Up along the right-facing corner (perhaps nicer to take it mostly outside left), then before its top go Left + up (crux, with many possible combinations of holds to find and try -- those lacking reach or strength can substitute cleverness).
. . (Variation 1: getting into the inside of corner and going up over its top is likely more diffficult).
Then up mostly dark mottled rock staying well right from the vague ridge up to a two-bolt anchor.
. . (Variation 2: For a more difficult finish, above the corner stay more right).

FA first ascent? The listing of a Top-Rope first ascent does not imply that top-roping is the "appropriate" style for this route. If some party bolts this route and leads it and supplies a careful description of the size and metal-composition of the bolts and hangers - (by posting an Improve This Page or a Comment below) -- they wlll be given first-rank FA on this page. Also they can supply their own name for this climb (which is why currently this route has a "generic" name, awaiting installation of hardware).

warning: The rock on and near this route has not been climbed much yet, and some of the rock is still breakable and loose -- so the belayer and other people should stand far away from underneath the climber.


Under the big standing dead tree at the top of this low cliff, there are two right-facing corners about 25 feet apart along the base of this cliff. This route starts at the Left one of those two corners.


Top anchor is 2-bolts-connected-with chain, with two carabiners.
. . (All bolts + upper hanger are 304 Stainless steel, 3/8 inch, but lower hanger, carabiners, chain, and quick-links are plated steel. Installed 2017).

No intermediate bolts for leading as of 2018.

There is a directional bolt above right from this anchor, near the top of the route "Central - Left Overlap" -- which is left and a bit below from the two-bolt top anchor for the route "Central - Right Overlap", which could be useful to protect reaching this anchor from above - (for details see description of the route "Central - Left Overlap").

There are also facultative anchors and bolts above this anchor which could be used to help protect and/or aid reaching anchors for this or other nearby routes from above. Or to help make the transition to a higher pitch on sector 8 Moynier - [ for more details see the Lewis sector description page ].

note: The two anchor bolts are vertically offset, so cannot just connect two quickdraws for lower-off or top-rope as many American sport climbers are accustomed. Consider bringing a sling or climbing accessory cord with one or two carabiners or quick-links.

In case anchor hardware is damaged or missing or otherwise inadequate, recommend to carry a few feet of 8mm climbing accessory cord and at least one quick-link.

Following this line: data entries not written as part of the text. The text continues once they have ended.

use super::layers::{Activation, Mlp, NeighbourAttention};
use super::structure::RelativeStructure;
use candle_core::{Module, Result, Tensor};
use candle_nn::{layer_norm, linear, Dropout, LayerNorm, Linear, VarBuilder};

#[derive(Debug, Clone, PartialEq)]
pub struct EncoderConfig {
    pub in_size: usize,
    pub size: usize,
    pub edge_size: usize,
    pub attention_size: usize,
    pub heads: usize,
    pub hidden_size: usize,
    pub depth: usize,
    pub mlp_depth: usize,
    pub activation: Activation,
    pub batch_norm: bool,
    pub pre_norm: bool,
    pub dropout: f32,
    pub layer_norm_eps: f64,
}

/// Attention over the neighbour graph followed by a residue-wise MLP, each
/// wrapped in a residual connection.
#[derive(Debug, Clone)]
pub struct StructuredTransformerEncoderBlock {
    attention: NeighbourAttention,
    local: Mlp,
    attention_norm: Option<LayerNorm>,
    local_norm: Option<LayerNorm>,
    dropout: Dropout,
    pre_norm: bool,
}

impl StructuredTransformerEncoderBlock {
    pub fn new(config: &EncoderConfig, vb: VarBuilder) -> Result<Self> {
        let attention = NeighbourAttention::new(
            config.size,
            config.edge_size,
            config.attention_size,
            config.heads,
            vb.pp("attention"),
        )?;
        let local = Mlp::new(
            config.size,
            config.size,
            config.hidden_size,
            config.mlp_depth,
            config.activation,
            vb.pp("local"),
        )?;
        let (attention_norm, local_norm) = if config.batch_norm {
            (
                Some(layer_norm(config.size, config.layer_norm_eps, vb.pp("attention_norm"))?),
                Some(layer_norm(config.size, config.layer_norm_eps, vb.pp("local_norm"))?),
            )
        } else {
            (None, None)
        };
        Ok(Self {
            attention,
            local,
            attention_norm,
            local_norm,
            dropout: Dropout::new(config.dropout),
            pre_norm: config.pre_norm,
        })
    }

    fn norm(norm: &Option<LayerNorm>, xs: &Tensor) -> Result<Tensor> {
        match norm {
            Some(norm) => norm.forward(xs),
            None => Ok(xs.clone()),
        }
    }

    pub fn forward(
        &self,
        features: &Tensor,
        structure: &RelativeStructure,
        train: bool,
    ) -> Result<Tensor> {
        if self.pre_norm {
            let normed = Self::norm(&self.attention_norm, features)?;
            let attended = self.attention.forward(&normed, structure)?;
            let out = (features + self.dropout.forward(&attended, train)?)?;
            let local = self.local.forward(&Self::norm(&self.local_norm, &out)?)?;
            out + self.dropout.forward(&local, train)?
        } else {
            let attended = self.attention.forward(features, structure)?;
            let out = Self::norm(
                &self.attention_norm,
                &(features + self.dropout.forward(&attended, train)?)?,
            )?;
            let local = self.local.forward(&out)?;
            Self::norm(&self.local_norm, &(out + self.dropout.forward(&local, train)?)?)
        }
    }
}

/// Input projection followed by `depth` encoder blocks.
#[derive(Debug, Clone)]
pub struct StructuredTransformerEncoder {
    preprocessor: Linear,
    blocks: Vec<StructuredTransformerEncoderBlock>,
}

impl StructuredTransformerEncoder {
    pub fn new(config: &EncoderConfig, vb: VarBuilder) -> Result<Self> {
        let preprocessor = linear(config.in_size, config.size, vb.pp("preprocessor"))?;
        let blocks = (0..config.depth)
            .map(|layer| StructuredTransformerEncoderBlock::new(config, vb.pp("blocks").pp(layer)))
            .collect::<Result<Vec<_>>>()?;
        Ok(Self {
            preprocessor,
            blocks,
        })
    }

    pub fn depth(&self) -> usize {
        self.blocks.len()
    }

    pub fn forward(
        &self,
        features: &Tensor,
        structure: &RelativeStructure,
        train: bool,
    ) -> Result<Tensor> {
        let mut out = self.preprocessor.forward(features)?;
        for block in self.blocks.iter() {
            out = block.forward(&out, structure, train)?;
        }
        log::debug!("encoder output: {:?}", out.dims());
        Ok(out)
    }
}

#[cfg(test)]
mod tests {
    use super::*;
    use crate::transformer::structure::{EdgeEncoding, NeighbourGraph, OrientationFeatures};
    use candle_core::{DType, Device, D};
    use candle_nn::VarMap;

    fn config() -> EncoderConfig {
        EncoderConfig {
            in_size: 6,
            size: 16,
            edge_size: EdgeEncoding {
                max_distance: 20.0,
                kernels: 8,
                max_offset: 32,
            }
            .size(),
            attention_size: 16,
            heads: 4,
            hidden_size: 32,
            depth: 2,
            mlp_depth: 2,
            activation: Activation::Relu,
            batch_norm: true,
            pre_norm: true,
            dropout: 0.5,
            layer_norm_eps: 1e-5,
        }
    }

    fn structure(n: usize, device: &Device) -> Result<RelativeStructure> {
        let points: Vec<f32> = (0..n)
            .flat_map(|i| {
                let t = i as f32 * 100f32.to_radians();
                [2.3 * t.cos(), 2.3 * t.sin(), 1.5 * i as f32]
            })
            .collect();
        let nodes = OrientationFeatures::from_positions(&Tensor::from_vec(points, (n, 3), device)?)?;
        let graph = NeighbourGraph::nearest(nodes.positions(), 5, None)?;
        nodes.relative(
            &graph,
            &EdgeEncoding {
                max_distance: 20.0,
                kernels: 8,
                max_offset: 32,
            },
        )
    }

    #[test]
    fn test_encoder_shapes() -> anyhow::Result<()> {
        let device = Device::Cpu;
        let varmap = VarMap::new();
        let vb = VarBuilder::from_varmap(&varmap, DType::F32, &device);
        let encoder = StructuredTransformerEncoder::new(&config(), vb)?;
        assert_eq!(encoder.depth(), 2);

        let structure = structure(9, &device)?;
        let features = Tensor::randn(0f32, 1.0, (9, 6), &device)?;
        let out = encoder.forward(&features, &structure, false)?;
        assert_eq!(out.dims(), &[9, 16]);
        Ok(())
    }

    #[test]
    fn test_dropout_only_in_training() -> anyhow::Result<()> {
        let device = Device::Cpu;
        let varmap = VarMap::new();
        let vb = VarBuilder::from_varmap(&varmap, DType::F32, &device);
        let encoder = StructuredTransformerEncoder::new(&config(), vb)?;
        let structure = structure(9, &device)?;
        let features = Tensor::randn(0f32, 1.0, (9, 6), &device)?;

        let first: Vec<Vec<f32>> = encoder.forward(&features, &structure, false)?.to_vec2()?;
        let second: Vec<Vec<f32>> = encoder.forward(&features, &structure, false)?.to_vec2()?;
        assert_eq!(first, second);

        let trained: Vec<Vec<f32>> = encoder.forward(&features, &structure, true)?.to_vec2()?;
        assert_ne!(first, trained);
        Ok(())
    }

    #[test]
    fn test_pre_norm_normalizes_sublayer_inputs() -> anyhow::Result<()> {
        let device = Device::Cpu;
        let varmap = VarMap::new();
        let vb = VarBuilder::from_varmap(&varmap, DType::F32, &device);
        let block = StructuredTransformerEncoderBlock::new(&config(), vb)?;
        let structure = structure(9, &device)?;
        // far from zero mean and unit variance, so the norms change the inputs
        let features = Tensor::randn(0f32, 1.0, (9, 16), &device)?.affine(3.0, 2.0)?;

        let (attention_norm, local_norm) = match (&block.attention_norm, &block.local_norm) {
            (Some(attention_norm), Some(local_norm)) => (attention_norm, local_norm),
            _ => anyhow::bail!("layer norms missing with batch_norm set"),
        };
        let attended = block
            .attention
            .forward(&attention_norm.forward(&features)?, &structure)?;
        let out = (&features + attended)?;
        let expected = (&out + block.local.forward(&local_norm.forward(&out)?)?)?;

        let actual: Vec<Vec<f32>> = block.forward(&features, &structure, false)?.to_vec2()?;
        let expected: Vec<Vec<f32>> = expected.to_vec2()?;
        for (row_a, row_b) in actual.iter().zip(expected.iter()) {
            for (a, b) in row_a.iter().zip(row_b.iter()) {
                assert!((a - b).abs() < 1e-5);
            }
        }

        // the unnormalized input takes a different path
        let skipped = (&features + block.attention.forward(&features, &structure)?)?;
        let skipped: Vec<Vec<f32>> = (&skipped
            + block.local.forward(&local_norm.forward(&skipped)?)?)?
        .to_vec2()?;
        assert_ne!(actual, skipped);
        Ok(())
    }

    #[test]
    fn test_post_norm_output_is_normalized() -> anyhow::Result<()> {
        let device = Device::Cpu;
        let varmap = VarMap::new();
        let vb = VarBuilder::from_varmap(&varmap, DType::F32, &device);
        let config = EncoderConfig {
            pre_norm: false,
            ..config()
        };
        let block = StructuredTransformerEncoderBlock::new(&config, vb)?;
        let structure = structure(9, &device)?;
        let features = Tensor::randn(0f32, 1.0, (9, 16), &device)?;
        let out = block.forward(&features, &structure, false)?;

        // freshly initialized LayerNorm has unit scale and zero shift
        let mean: Vec<f32> = out.mean_keepdim(D::Minus1)?.flatten_all()?.to_vec1()?;
        let var: Vec<f32> = out
            .broadcast_sub(&out.mean_keepdim(D::Minus1)?)?
            .sqr()?
            .mean_keepdim(D::Minus1)?
            .flatten_all()?
            .to_vec1()?;
        assert!(mean.iter().all(|m| m.abs() < 1e-4));
        assert!(var.iter().all(|v| (v - 1.0).abs() < 1e-2));
        Ok(())
    }

    #[test]
    fn test_without_norm_is_residual() -> anyhow::Result<()> {
        let device = Device::Cpu;
        let config = EncoderConfig {
            batch_norm: false,
            dropout: 0.0,
            ..config()
        };
        // all weights zero: both sublayers contribute nothing
        let block = StructuredTransformerEncoderBlock::new(&config, VarBuilder::zeros(DType::F32, &device))?;
        let structure = structure(9, &device)?;
        let features = Tensor::randn(0f32, 1.0, (9, 16), &device)?;
        let out: Vec<Vec<f32>> = block.forward(&features, &structure, false)?.to_vec2()?;
        let expected: Vec<Vec<f32>> = features.to_vec2()?;
        assert_eq!(out, expected);
        Ok(())
    }
}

Top-Roping: Perhaps could the route Central Slab - Left Ridge to reach two-bolt anchor above left from this one, then down-climb diagonal right to reach this route's top anchor.
Or perhaps could use directional from anchors above right to reach this anchor for this route.
. . (Or perhaps use a tree above left with a long-ish static line for a top anchor. But lots of loose rock on slope around top, so need to be very careful setting it up -- make aure everyone below stays very far away from below).

For ideas about how to get access to set up top anchor, see Description page for this Lewis sector.

Protection for Trad leading is unknown and likely inadequate.